» **Task directions**: For each line below that holds the word "remove", make a copy.

*** Opening Given records ***

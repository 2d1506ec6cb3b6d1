//! Query cache keyed by the requested set of series identifiers.

use crate::model::observation::SeriesMap;
use crate::repo::observation_repo::{ObservationStore, RepoResult};
use log::debug;
use std::collections::{BTreeSet, HashMap};

/// Canonical cache key: the sorted, deduplicated identifier set.
pub type SelectionKey = BTreeSet<String>;

/// Builds the canonical key for any iterable of identifiers.
pub fn selection_key<I, T>(series_ids: I) -> SelectionKey
where
    I: IntoIterator<Item = T>,
    T: AsRef<str>,
{
    series_ids
        .into_iter()
        .map(|id| id.as_ref().to_string())
        .collect()
}

/// Caller-owned cache in front of an [`ObservationStore`].
///
/// Unbounded; entries live until [`QueryCache::invalidate`] or drop. The
/// store is assumed unchanged for the lifetime of cached entries.
pub struct QueryCache<S: ObservationStore> {
    store: S,
    entries: HashMap<SelectionKey, SeriesMap>,
}

impl<S: ObservationStore> QueryCache<S> {
    pub fn new(store: S) -> Self {
        Self {
            store,
            entries: HashMap::new(),
        }
    }

    /// Returns the per-series result for `series_ids`, querying the store
    /// only on a miss.
    pub fn fetch(&mut self, series_ids: &SelectionKey) -> RepoResult<SeriesMap> {
        if let Some(cached) = self.entries.get(series_ids) {
            debug!(
                "event=query_cache module=cache status=hit series_count={}",
                series_ids.len()
            );
            return Ok(cached.clone());
        }

        let fetched = self.store.fetch(series_ids)?;
        debug!(
            "event=query_cache module=cache status=miss series_count={} cached_entries={}",
            series_ids.len(),
            self.entries.len() + 1
        );
        self.entries.insert(series_ids.clone(), fetched.clone());
        Ok(fetched)
    }

    /// Drops every cached entry. Call after the underlying store changed.
    pub fn invalidate(&mut self) {
        debug!(
            "event=query_cache module=cache status=invalidate dropped_entries={}",
            self.entries.len()
        );
        self.entries.clear();
    }

    pub fn len(&self) -> usize {
        self.entries.len()
    }

    pub fn is_empty(&self) -> bool {
        self.entries.is_empty()
    }

    pub fn store(&self) -> &S {
        &self.store
    }
}
use chrono::NaiveDate;
use fredview_core::db::{open_db_in_memory, open_db_read_only};
use fredview_core::{
    selection_key, ObservationStore, ObservationWriter, RawObservation, RepoError,
    SqliteObservationStore, SqliteObservationWriter,
};
use rusqlite::{params, Connection};
use std::collections::BTreeSet;

fn date(y: i32, m: u32, d: u32) -> NaiveDate {
    NaiveDate::from_ymd_opt(y, m, d).unwrap()
}

fn raw(y: i32, m: u32, value: &str) -> RawObservation {
    RawObservation {
        date: date(y, m, 1),
        value: value.to_string(),
    }
}

fn seeded() -> Connection {
    let mut conn = open_db_in_memory().unwrap();
    {
        let mut writer = SqliteObservationWriter::new(&mut conn);
        writer
            .replace_series(
                "GDP",
                &[raw(2020, 3, "121"), raw(2020, 1, "100"), raw(2020, 2, "110")],
            )
            .unwrap();
        writer
            .replace_series("CPIAUCSL", &[raw(2020, 1, "258.8"), raw(2020, 2, ".")])
            .unwrap();
    }
    conn
}

#[test]
fn fetch_returns_one_sorted_series_per_identifier() {
    let conn = seeded();
    let store = SqliteObservationStore::new(&conn);

    let result = store
        .fetch(&selection_key(["GDP", "CPIAUCSL", "PAYEMS"]))
        .unwrap();

    assert_eq!(result.len(), 3);
    let gdp = &result["GDP"];
    assert_eq!(gdp.series_id, "GDP");
    let dates: Vec<NaiveDate> = gdp.observations.iter().map(|o| o.date).collect();
    assert_eq!(
        dates,
        vec![date(2020, 1, 1), date(2020, 2, 1), date(2020, 3, 1)]
    );
    assert!(dates.windows(2).all(|pair| pair[0] < pair[1]));
    assert_eq!(gdp.observations[0].value, Some(100.0));

    assert!(result["PAYEMS"].is_empty());
    assert_eq!(result["PAYEMS"].series_id, "PAYEMS");
}

#[test]
fn fetch_of_empty_set_is_empty() {
    let conn = seeded();
    let store = SqliteObservationStore::new(&conn);
    assert!(store.fetch(&BTreeSet::new()).unwrap().is_empty());
}

#[test]
fn fetch_coerces_non_numeric_values_to_missing() {
    let conn = seeded();
    let store = SqliteObservationStore::new(&conn);

    let cpi = store
        .fetch(&selection_key(["CPIAUCSL"]))
        .unwrap()
        .remove("CPIAUCSL")
        .unwrap();
    assert_eq!(cpi.len(), 2);
    assert_eq!(cpi.observations[0].value, Some(258.8));
    assert_eq!(cpi.observations[1].value, None);
}

#[test]
fn fetch_accepts_numeric_storage_classes() {
    let conn = open_db_in_memory().unwrap();
    conn.execute(
        "INSERT INTO fred_data (series_id, date, value) VALUES (?1, ?2, ?3), (?1, ?4, ?5), (?1, ?6, NULL);",
        params!["FEDFUNDS", "2020-01-01", 1.55_f64, "2020-02-01", 2_i64, "2020-03-01"],
    )
    .unwrap();
    let store = SqliteObservationStore::new(&conn);

    let series = store
        .fetch(&selection_key(["FEDFUNDS"]))
        .unwrap()
        .remove("FEDFUNDS")
        .unwrap();
    let values: Vec<Option<f64>> = series.observations.iter().map(|o| o.value).collect();
    assert_eq!(values, vec![Some(1.55), Some(2.0), None]);
}

#[test]
fn fetch_is_repeatable() {
    let conn = seeded();
    let store = SqliteObservationStore::new(&conn);
    let key = selection_key(["GDP", "CPIAUCSL"]);

    assert_eq!(store.fetch(&key).unwrap(), store.fetch(&key).unwrap());
}

#[test]
fn fetch_collapses_duplicate_dates_from_external_tables() {
    let dir = tempfile::tempdir().unwrap();
    let path = dir.path().join("external.sqlite3");
    {
        // Table populated by another tool, without the primary key.
        let conn = Connection::open(&path).unwrap();
        conn.execute_batch(
            "CREATE TABLE fred_data (series_id TEXT, date TEXT, value);
             INSERT INTO fred_data VALUES ('GDP', '2020-02-01', '2');
             INSERT INTO fred_data VALUES ('GDP', '2020-01-01', '1');
             INSERT INTO fred_data VALUES ('GDP', '2020-02-01', '20');
             PRAGMA user_version = 1;",
        )
        .unwrap();
    }

    let conn = open_db_read_only(&path).unwrap();
    let store = SqliteObservationStore::new(&conn);
    let gdp = store
        .fetch(&selection_key(["GDP"]))
        .unwrap()
        .remove("GDP")
        .unwrap();

    assert_eq!(gdp.len(), 2);
    assert_eq!(gdp.observations[1].date, date(2020, 2, 1));
    assert_eq!(gdp.observations[1].value, Some(20.0));
}

#[test]
fn fetch_rejects_unparsable_dates() {
    let conn = open_db_in_memory().unwrap();
    conn.execute(
        "INSERT INTO fred_data (series_id, date, value) VALUES ('GDP', 'Q1 2020', '1');",
        [],
    )
    .unwrap();
    let store = SqliteObservationStore::new(&conn);

    let err = store.fetch(&selection_key(["GDP"])).unwrap_err();
    assert!(matches!(err, RepoError::InvalidData(message) if message.contains("Q1 2020")));
}

#[test]
fn list_series_ids_is_distinct_and_sorted() {
    let conn = seeded();
    let store = SqliteObservationStore::new(&conn);
    assert_eq!(store.list_series_ids().unwrap(), vec!["CPIAUCSL", "GDP"]);
}
//! Core data access, analysis and view persistence for FredView.
//! This crate is the single source of truth for series invariants.

pub mod analysis;
pub mod cache;
pub mod db;
pub mod ingest;
pub mod logging;
pub mod model;
pub mod repo;
pub mod service;
pub mod settings;
pub mod views;

pub use analysis::formula::{combine, COMBINED_LABEL};
pub use analysis::transform::{transform, YOY_LAG};
pub use cache::query_cache::{selection_key, QueryCache, SelectionKey};
pub use ingest::{load_series_payload, parse_observations_payload, IngestError, IngestResult};
pub use logging::{default_log_level, init_logging, logging_status, LoggingError, LoggingStatus};
pub use model::observation::{coerce_numeric, DataPoint, Observation, Series, SeriesMap};
pub use model::view::{
    CombineOp, FormulaKind, Theme, TransformKind, UnknownTagError, ViewConfig, ViewSelection,
};
pub use repo::observation_repo::{
    ObservationStore, ObservationWriter, RawObservation, RepoError, RepoResult,
    SqliteObservationStore, SqliteObservationWriter,
};
pub use service::browse_service::{BrowseOutput, BrowseService, LabeledSeries, TableRow};
pub use settings::AppSettings;
pub use views::{JsonViewConfigStore, ViewConfigMap, ViewConfigStore, ViewError, ViewResult};

/// Minimal health-check API for early integration.
pub fn ping() -> &'static str {
    "pong"
}

/// Returns the core crate version.
pub fn core_version() -> &'static str {
    env!("CARGO_PKG_VERSION")
}

#[cfg(test)]
mod tests {
    use super::{core_version, ping};

    #[test]
    fn ping_returns_pong() {
        assert_eq!(ping(), "pong");
    }

    #[test]
    fn version_is_not_empty() {
        assert!(!core_version().is_empty());
    }
}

*** Closing Given records ***

» **Task solution**:
        .remove("CPIAUCSL")
        .remove("FEDFUNDS")
        .remove("GDP")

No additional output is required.